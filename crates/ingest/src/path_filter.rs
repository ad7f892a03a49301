//! Excludes static-asset and bot/scanner paths from analytics.

use beacon_core::config::FilterConfig;

/// Returns `true` if `path` should be dropped: it ends with a configured
/// extension, or starts with a configured prefix (case-insensitive). An
/// empty configured list never excludes anything.
pub fn should_exclude_path(path: &str, filter: &FilterConfig) -> bool {
    let path_lower = path.to_lowercase();

    if !filter.excluded_extensions.is_empty()
        && filter.excluded_extensions.iter().any(|ext| path_lower.ends_with(ext.as_str()))
    {
        return true;
    }

    if !filter.excluded_paths.is_empty()
        && filter
            .excluded_paths
            .iter()
            .any(|prefix| path_lower.starts_with(prefix.to_lowercase().as_str()))
    {
        return true;
    }

    false
}

#[cfg(test)]
mod tests {
    use super::*;

    fn filter(extensions: &[&str], paths: &[&str]) -> FilterConfig {
        FilterConfig {
            excluded_extensions: extensions.iter().map(|s| s.to_string()).collect(),
            excluded_paths: paths.iter().map(|s| s.to_string()).collect(),
        }
    }

    #[test]
    fn excludes_by_extension_case_insensitively() {
        let f = filter(&[".css", ".js"], &[]);
        assert!(should_exclude_path("/app.CSS", &f));
        assert!(should_exclude_path("/bundle.js", &f));
        assert!(!should_exclude_path("/index.html", &f));
    }

    #[test]
    fn excludes_by_path_prefix_case_insensitively() {
        let f = filter(&[], &["/wp-admin", "/.env"]);
        assert!(should_exclude_path("/WP-Admin/login", &f));
        assert!(!should_exclude_path("/home", &f));
    }

    #[test]
    fn empty_config_excludes_nothing() {
        let f = filter(&[], &[]);
        assert!(!should_exclude_path("/anything.css", &f));
    }
}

•••

▶ **How to complete this task**
An exact transcription of all the material above is the expected answer.

▶ **Response box**
filename crates/ingest/src/path_filter.rs
repository ad7f892a03a49301
//! Excludes static-asset and bot/scanner paths from analytics.

use beacon_core::config::FilterConfig;

/// Returns `true` if `path` should be dropped: it ends with a configured
/// extension, or starts with a configured prefix (case-insensitive). An
/// empty configured list never excludes anything.
pub fn should_exclude_path(path: &str, filter: &FilterConfig) -> bool {
    let path_lower = path.to_lowercase();

    if !filter.excluded_extensions.is_empty()
        && filter.excluded_extensions.iter().any(|ext| path_lower.ends_with(ext.as_str()))
    {
        return true;
    }

    if !filter.excluded_paths.is_empty()
        && filter
            .excluded_paths
            .iter()
            .any(|prefix| path_lower.starts_with(prefix.to_lowercase().as_str()))
    {
        return true;
    }

    false
}

#[cfg(test)]
mod tests {
    use super::*;

    fn filter(extensions: &[&str], paths: &[&str]) -> FilterConfig {
        FilterConfig {
            excluded_extensions: extensions.iter().map(|s| s.to_string()).collect(),
            excluded_paths: paths.iter().map(|s| s.to_string()).collect(),
        }
    }

    #[test]
    fn excludes_by_extension_case_insensitively() {
        let f = filter(&[".css", ".js"], &[]);
        assert!(should_exclude_path("/app.CSS", &f));
        assert!(should_exclude_path("/bundle.js", &f));
        assert!(!should_exclude_path("/index.html", &f));
    }

    #[test]
    fn excludes_by_path_prefix_case_insensitively() {
        let f = filter(&[], &["/wp-admin", "/.env"]);
        assert!(should_exclude_path("/WP-Admin/login", &f));
        assert!(!should_exclude_path("/home", &f));
    }

    #[test]
    fn empty_config_excludes_nothing() {
        let f = filter(&[], &[]);
        assert!(!should_exclude_path("/anything.css", &f));
    }
}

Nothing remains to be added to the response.